Michael Murphy said:


> my aunty had a fox terrier not a jack russel terrier.
> 
> should a JRT be considered?
> 
> ...


For me the criteria for a watch dog is one that barks at or alerts you to strangers or a knock on the door. I get this in my dogs by encouraging the dogs to bark when strangers come to the door or something happens outside the home. I want them to bark until I get to the scene, check it out, then I tell them that it's o.k. and that means they now need to be quiet. I don't tell the dogs to shut up without first checking out the situation. You can teach this to pretty much any dog so I'm not sure its a pedigree or temperament issue.

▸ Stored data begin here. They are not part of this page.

impl Interaction {
    pub fn name(&self) -> &'static str {
        match self {
            Interaction::Idle => "idle",
            Interaction::Painting { .. } => "painting",
            Interaction::DraggingMarker { .. } => "marker drag",
            Interaction::Panning { .. } => "panning",
            Interaction::Zooming { .. } => "zooming",
        }
    }

    pub fn is_idle(&self) -> bool {
        matches!(self, Interaction::Idle)
    }
}

/// What lies under the cursor.
#[derive(Debug, Clone, PartialEq)]
pub struct CursorReadout {
    pub voxel: [usize; 3],
    /// RAS+ physical position of the voxel center.
    pub world: [f32; 3],
    /// Raw value of every visible layer, bottom first. NaN where a layer
    /// does not cover the position.
    pub values: Vec<f32>,
}

impl fmt::Display for CursorReadout {
    fn fmt(&self, f: &mut fmt::Formatter<'_>) -> fmt::Result {
        let [x, y, z] = self.voxel;
        write!(f, "x {x:3} y {y:3} z {z:3}  ")?;
        for (value, (pos, neg)) in self.world.iter().zip([('R', 'L'), ('A', 'P'), ('S', 'I')]) {
            let code = if *value < 0.0 { neg } else { pos };
            write!(f, " {code} {:4.1}", value.abs())?;
        }
        let values: Vec<String> = self.values.iter().map(|v| v.to_string()).collect();
        write!(f, "  [{}]", values.join(", "))
    }
}

type RedrawCallback = Box<dyn FnMut(RedrawReason) + Send>;

pub struct Viewport {
    config: ViewerConfig,
    compositor: SliceCompositor,
    layers: LayerStack,
    annotation: Option<AnnotationLayer>,
    linked: Option<AnnotationSnapshot>,
    state: ViewState,
    interaction: Interaction,
    on_redraw: Option<RedrawCallback>,
}
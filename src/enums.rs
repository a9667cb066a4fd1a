use std::fmt;

use serde::{Deserialize, Serialize};

/// The three orthogonal view directions a viewport can display.
#[derive(Clone, Copy, Debug, PartialEq, Eq, Hash, Serialize, Deserialize)]
pub enum ViewDirection {
    Axial,
    Coronal,
    Sagittal,
}

impl ViewDirection {
    /// Index of the voxel axis that is held fixed by this view (x = 0, y = 1, z = 2).
    pub fn slice_axis(self) -> usize {
        match self {
            ViewDirection::Axial => 2,
            ViewDirection::Coronal => 1,
            ViewDirection::Sagittal => 0,
        }
    }

    /// Voxel axes shown along the display columns and rows.
    pub fn plane_axes(self) -> (usize, usize) {
        match self {
            ViewDirection::Axial => (0, 1),
            ViewDirection::Coronal => (0, 2),
            ViewDirection::Sagittal => (1, 2),
        }
    }

    /// Anatomical direction labels clockwise from the top of the screen, for
    /// the radiological display convention.
    pub fn direction_labels(self) -> [char; 4] {
        match self {
            ViewDirection::Axial => ['A', 'L', 'P', 'R'],
            ViewDirection::Coronal => ['S', 'L', 'I', 'R'],
            ViewDirection::Sagittal => ['S', 'P', 'I', 'A'],
        }
    }
}

impl fmt::Display for ViewDirection {
    fn fmt(&self, f: &mut fmt::Formatter<'_>) -> fmt::Result {
        let name = match self {
            ViewDirection::Axial => "axial",
            ViewDirection::Coronal => "coronal",
            ViewDirection::Sagittal => "sagittal",
        };
        f.write_str(name)
    }
}

#[derive(Clone, Copy, Debug, Default, PartialEq, Eq, Serialize, Deserialize)]
pub enum Interpolation {
    #[default]
    Nearest,
    Bilinear,
}

#[derive(Clone, Copy, Debug, Default, PartialEq, Eq, Serialize, Deserialize)]
pub enum BlendMode {
    /// Porter-Duff "over".
    #[default]
    Normal,
    Additive,
    Max,
}

/// How patient left/right is laid out on screen.
#[derive(Clone, Copy, Debug, Default, PartialEq, Eq, Serialize, Deserialize)]
pub enum DisplayConvention {
    /// Patient right on the left of the screen.
    #[default]
    Radiological,
    /// Patient left on the left of the screen.
    Neurological,
}

/// Anatomical direction that increasing voxel index points toward.
#[derive(Clone, Copy, Debug, PartialEq, Eq, Hash, Serialize, Deserialize)]
pub enum AxisCode {
    R,
    L,
    A,
    P,
    S,
    I,
}

impl AxisCode {
    pub fn from_char(c: char) -> Option<Self> {
        match c.to_ascii_uppercase() {
            'R' => Some(AxisCode::R),
            'L' => Some(AxisCode::L),
            'A' => Some(AxisCode::A),
            'P' => Some(AxisCode::P),
            'S' => Some(AxisCode::S),
            'I' => Some(AxisCode::I),
            _ => None,
        }
    }

    pub fn as_char(self) -> char {
        match self {
            AxisCode::R => 'R',
            AxisCode::L => 'L',
            AxisCode::A => 'A',
            AxisCode::P => 'P',
            AxisCode::S => 'S',
            AxisCode::I => 'I',
        }
    }

    /// +1 when the code points along the RAS+ world axis, -1 otherwise.
    pub fn sign(self) -> f32 {
        match self {
            AxisCode::R | AxisCode::A | AxisCode::S => 1.0,
            AxisCode::L | AxisCode::P | AxisCode::I => -1.0,
        }
    }

    /// World axis (0 = x, 1 = y, 2 = z) this code lies on.
    pub fn world_axis(self) -> usize {
        match self {
            AxisCode::R | AxisCode::L => 0,
            AxisCode::A | AxisCode::P => 1,
            AxisCode::S | AxisCode::I => 2,
        }
    }
}

#[cfg(feature = "dicom")]
#[derive(Default)]
pub enum SortBy {
    #[default]
    ImagePositionPatient,
    TablePosition,
    InstanceNumber,
    None,
}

I really don't think your Aunt is up to dealing with a dog that does anything more. 

I would not get a JRT for myself for any reason. That type of dog is more than I want to deal with. The same with a chow. I've known a couple and I tended to watch myself around them. Never had a bite but then I kept my hands to myself. 

I know the poodle is considered a "cute" dug but they also can be good little watch dogs and they come in a variety of colors and sizes. Yes, they have grooming needs but you can easily give them a buzz cut at home and save a trip to the groomers. The suggestion of a schnauzer is also a good one. The idea of taking a rescue from the shelter is also an excellent idea. Other dogs on the nice size of things are English Springer, and Brittany. I've got a lot of experience with English Springers and they make nice family dogs and good watch dogs. They sure alert when visitors come down the drive way or they hear strange noises at night.


----------



## Catherine Gervin (Mar 12, 2012)

chows are evil things and i second Joby, all the Chows i've ever encountered had bitten everyone in their periphery, often including the owner.


----------



## Joby Becker (Dec 13, 2009)

I would not mind one for myself (a chow) ....if I liked them at all LOL

I think most chows are too dominant and stubborn for most people with average pet skills, couple that with territoriality and or social aggression, and there are usually big problems...for the owners and their guests...

one time I had to throw on a bite suit and drag my next door neighbors chow out of his truck, it refused to come out, and was trying to bite him LOL


----------



## Michael Murphy (Nov 27, 2010)

i always thought chows are like every other show dog, who knew

what about lhaso apses are they similar in temperament or not as bad


----------



## Bob Scott (Mar 30, 2006)

Similar but not near as bad.

Most all the Chows, Pekes, Lhasos, Shar-Pei and other Asian breeds can be very aloof, one family, often one man dogs and willing to bite with little reason.

I was involved heavily in AKC obedience in the late 70s into the 90s and saw very few of any of these breeds in the obedience ring.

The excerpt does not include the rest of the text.